▶ Work instruction: Every line of the records that holds the word "const" should be copied.

▶ Information given:
//! Decoded raster tiles.

use crate::bounds::{Bounds, METERS_PER_DEGREE};
use crate::{Result, TerrainError};
use std::io::Cursor;
use tiff::decoder::{Decoder, DecodingResult, Limits};
use tiff::tags::Tag;

/// GDAL_NODATA, stored as an ASCII string.
const GDAL_NODATA_TAG: u16 = 42113;

/// Decoding buffer limit. Provincial vegetation rasters reach several
/// thousand pixels per side.
const DECODE_LIMIT_BYTES: usize = 1024 * 1024 * 1024;

/// A single-band raster tile.
///
/// Immutable once decoded; shared between callers through `Arc`.
#[derive(Debug, Clone)]
pub struct RasterTile {
    /// Samples in row-major order (north to south, west to east).
    data: Vec<f32>,
    width: u32,
    height: u32,
    bounds: Bounds,
    /// Samples equal to this are treated as missing.
    no_data: Option<f32>,
    /// Stored values are divided by this to get physical values.
    scale_factor: f64,
}

impl RasterTile {
    /// Build a tile from raw samples.
    pub fn from_raw(width: u32, height: u32, bounds: Bounds, data: Vec<f32>) -> Result<Self> {
        if width == 0 || height == 0 {
            return Err(TerrainError::InvalidRaster(format!(
                "empty raster {width}x{height}"
            )));
        }
        let expected = width as usize * height as usize;
        if data.len() != expected {
            return Err(TerrainError::InvalidRaster(format!(
                "{width}x{height} raster needs {expected} samples, got {}",
                data.len()
            )));
        }
        if !bounds.is_valid() {
            return Err(TerrainError::InvalidRaster(format!(
                "invalid bounds {bounds:?}"
            )));
        }

        Ok(Self {
            data,
            width,
            height,
            bounds,
            no_data: None,
            scale_factor: 1.0,
        })
    }

    /// Decode a single-band GeoTIFF from memory, placing it at `bounds`.
    ///
    /// The no-data value is read from the GDAL_NODATA tag when present.
    pub fn from_tiff_bytes(bytes: &[u8], bounds: Bounds) -> Result<Self> {
        let mut limits = Limits::default();
        limits.decoding_buffer_size = DECODE_LIMIT_BYTES;
        limits.intermediate_buffer_size = DECODE_LIMIT_BYTES;
        limits.ifd_value_size = DECODE_LIMIT_BYTES;
        let mut decoder = Decoder::new(Cursor::new(bytes))?.with_limits(limits);

        let (width, height) = decoder.dimensions()?;
        let no_data = Self::read_nodata_value(&mut decoder);
        let data = Self::decode_samples(&mut decoder)?;

        if data.len() != width as usize * height as usize {
            return Err(TerrainError::UnsupportedDataType(format!(
                "{} samples for a {width}x{height} image; only single-band rasters are supported",
                data.len()
            )));
        }

        let mut tile = Self::from_raw(width, height, bounds, data)?;
        tile.no_data = no_data;
        Ok(tile)
    }

    /// Set the no-data value.
    pub fn with_no_data(mut self, no_data: Option<f32>) -> Self {
        self.no_data = no_data;
        self
    }

    /// Set the scale factor. Zero and non-finite values are ignored.
    pub fn with_scale_factor(mut self, scale_factor: f64) -> Self {
        if scale_factor != 0.0 && scale_factor.is_finite() {
            self.scale_factor = scale_factor;
        }
        self
    }

    fn decode_samples<R: std::io::Read + std::io::Seek>(decoder: &mut Decoder<R>) -> Result<Vec<f32>> {
        let result = decoder.read_image()?;

        match result {
            DecodingResult::F32(data) => Ok(data),
            DecodingResult::F64(data) => Ok(data.into_iter().map(|v| v as f32).collect()),
            DecodingResult::I16(data) => Ok(data.into_iter().map(|v| v as f32).collect()),
            DecodingResult::I32(data) => Ok(data.into_iter().map(|v| v as f32).collect()),
            DecodingResult::U16(data) => Ok(data.into_iter().map(|v| v as f32).collect()),
            DecodingResult::U32(data) => Ok(data.into_iter().map(|v| v as f32).collect()),
            DecodingResult::U8(data) => Ok(data.into_iter().map(|v| v as f32).collect()),
            DecodingResult::I8(data) => Ok(data.into_iter().map(|v| v as f32).collect()),
            DecodingResult::U64(data) => Ok(data.into_iter().map(|v| v as f32).collect()),
            DecodingResult::I64(data) => Ok(data.into_iter().map(|v| v as f32).collect()),
        }
    }

    fn read_nodata_value<R: std::io::Read + std::io::Seek>(decoder: &mut Decoder<R>) -> Option<f32> {
        decoder
            .get_tag_ascii_string(Tag::Unknown(GDAL_NODATA_TAG))
            .ok()
            .and_then(|s| s.trim_matches(|c: char| c == '\0' || c.is_whitespace()).parse().ok())
    }

    /// Pixel containing the coordinate.
    ///
    /// Points on the east or south edge map to the last column or row.
    /// `None` outside the bounds.
    pub fn pixel_at(&self, lat: f64, lon: f64) -> Option<(u32, u32)> {
        if !self.bounds.contains(lat, lon) {
            return None;
        }
        let x = ((lon - self.bounds.west) / self.bounds.width()) * self.width as f64;
        let y = ((self.bounds.north - lat) / self.bounds.height()) * self.height as f64;
        if !x.is_finite() || !y.is_finite() {
            // Degenerate bounds collapse to the first pixel.
            return Some((0, 0));
        }
        let px = (x.floor() as u32).min(self.width - 1);
        let py = (y.floor() as u32).min(self.height - 1);
        Some((px, py))
    }

    /// Stored sample at a pixel, `None` when missing.
    pub fn raw_pixel(&self, x: u32, y: u32) -> Option<f32> {
        if x >= self.width || y >= self.height {
            return None;
        }
        let value = *self.data.get(y as usize * self.width as usize + x as usize)?;
        if value.is_nan() {
            return None;
        }
        if let Some(nodata) = self.no_data {
            if (value - nodata).abs() < 0.001 {
                return None;
            }
        }
        Some(value)
    }

    /// Stored sample at a coordinate, nearest pixel.
    pub fn raw_value(&self, lat: f64, lon: f64) -> Option<f32> {
        let (x, y) = self.pixel_at(lat, lon)?;
        self.raw_pixel(x, y)
    }

    /// Physical value (stored value divided by the scale factor) at a
    /// coordinate, nearest pixel.
    ///
    /// `None` outside the tile or on missing data.
    pub fn sample_value(&self, lat: f64, lon: f64) -> Option<f64> {
        self.raw_value(lat, lon)
            .map(|v| v as f64 / self.scale_factor)
    }

    /// Physical value bilinearly interpolated between the four surrounding
    /// pixels, treating pixel (0,0) as the north-west corner and the last
    /// pixel as the south-east corner.
    ///
    /// `None` outside the tile or when any of the four pixels is missing.
    pub fn sample_bilinear(&self, lat: f64, lon: f64) -> Option<f64> {
        if !self.bounds.contains(lat, lon) {
            return None;
        }

        let x = ((lon - self.bounds.west) / self.bounds.width()) * (self.width - 1) as f64;
        let y = ((self.bounds.north - lat) / self.bounds.height()) * (self.height - 1) as f64;
        let x = if x.is_finite() { x } else { 0.0 };
        let y = if y.is_finite() { y } else { 0.0 };

        let x0 = (x.floor() as u32).min(self.width - 1);
        let y0 = (y.floor() as u32).min(self.height - 1);
        let x1 = (x0 + 1).min(self.width - 1);
        let y1 = (y0 + 1).min(self.height - 1);

        let fx = x - x0 as f64;
        let fy = y - y0 as f64;

        let v00 = self.raw_pixel(x0, y0)? as f64;
        let v10 = self.raw_pixel(x1, y0)? as f64;
        let v01 = self.raw_pixel(x0, y1)? as f64;
        let v11 = self.raw_pixel(x1, y1)? as f64;

        let value = v00 * (1.0 - fx) * (1.0 - fy)
            + v10 * fx * (1.0 - fy)
            + v01 * (1.0 - fx) * fy
            + v11 * fx * fy;

        Some(value / self.scale_factor)
    }

    /// Terrain slope in percent (rise over run times 100) at a coordinate.
    ///
    /// Uses central differences one pixel either side, falling back to a
    /// one-sided difference at the tile edge.
    pub fn slope_percent(&self, lat: f64, lon: f64) -> Option<f64> {
        let (dlon, dlat) = self.resolution();
        let center = self.sample_bilinear(lat, lon)?;

        let gradient = |before: Option<f64>, after: Option<f64>, step_m: f64| -> Option<f64> {
            match (before, after) {
                (Some(b), Some(a)) => Some((a - b) / (2.0 * step_m)),
                (Some(b), None) => Some((center - b) / step_m),
                (None, Some(a)) => Some((a - center) / step_m),
                (None, None) => None,
            }
        };

        let step_y = dlat * METERS_PER_DEGREE;
        let step_x = dlon * METERS_PER_DEGREE * lat.to_radians().cos();
        if step_x <= 0.0 || step_y <= 0.0 {
            return None;
        }

        let gy = gradient(
            self.sample_bilinear(lat - dlat, lon),
            self.sample_bilinear(lat + dlat, lon),
            step_y,
        )
        .unwrap_or(0.0);
        let gx = gradient(
            self.sample_bilinear(lat, lon - dlon),
            self.sample_bilinear(lat, lon + dlon),
            step_x,
        )
        .unwrap_or(0.0);

        Some(gx.hypot(gy) * 100.0)
    }

    pub fn bounds(&self) -> Bounds {
        self.bounds
    }

    /// Dimensions in pixels.
    pub fn dimensions(&self) -> (u32, u32) {
        (self.width, self.height)
    }

    /// Degrees per pixel as `(lon, lat)`.
    pub fn resolution(&self) -> (f64, f64) {
        (
            self.bounds.width() / self.width as f64,
            self.bounds.height() / self.height as f64,
        )
    }

    pub fn no_data(&self) -> Option<f32> {
        self.no_data
    }

    pub fn scale_factor(&self) -> f64 {
        self.scale_factor
    }
}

▶ Solution to this exercise:
const GDAL_NODATA_TAG: u16 = 42113;
const DECODE_LIMIT_BYTES: usize = 1024 * 1024 * 1024;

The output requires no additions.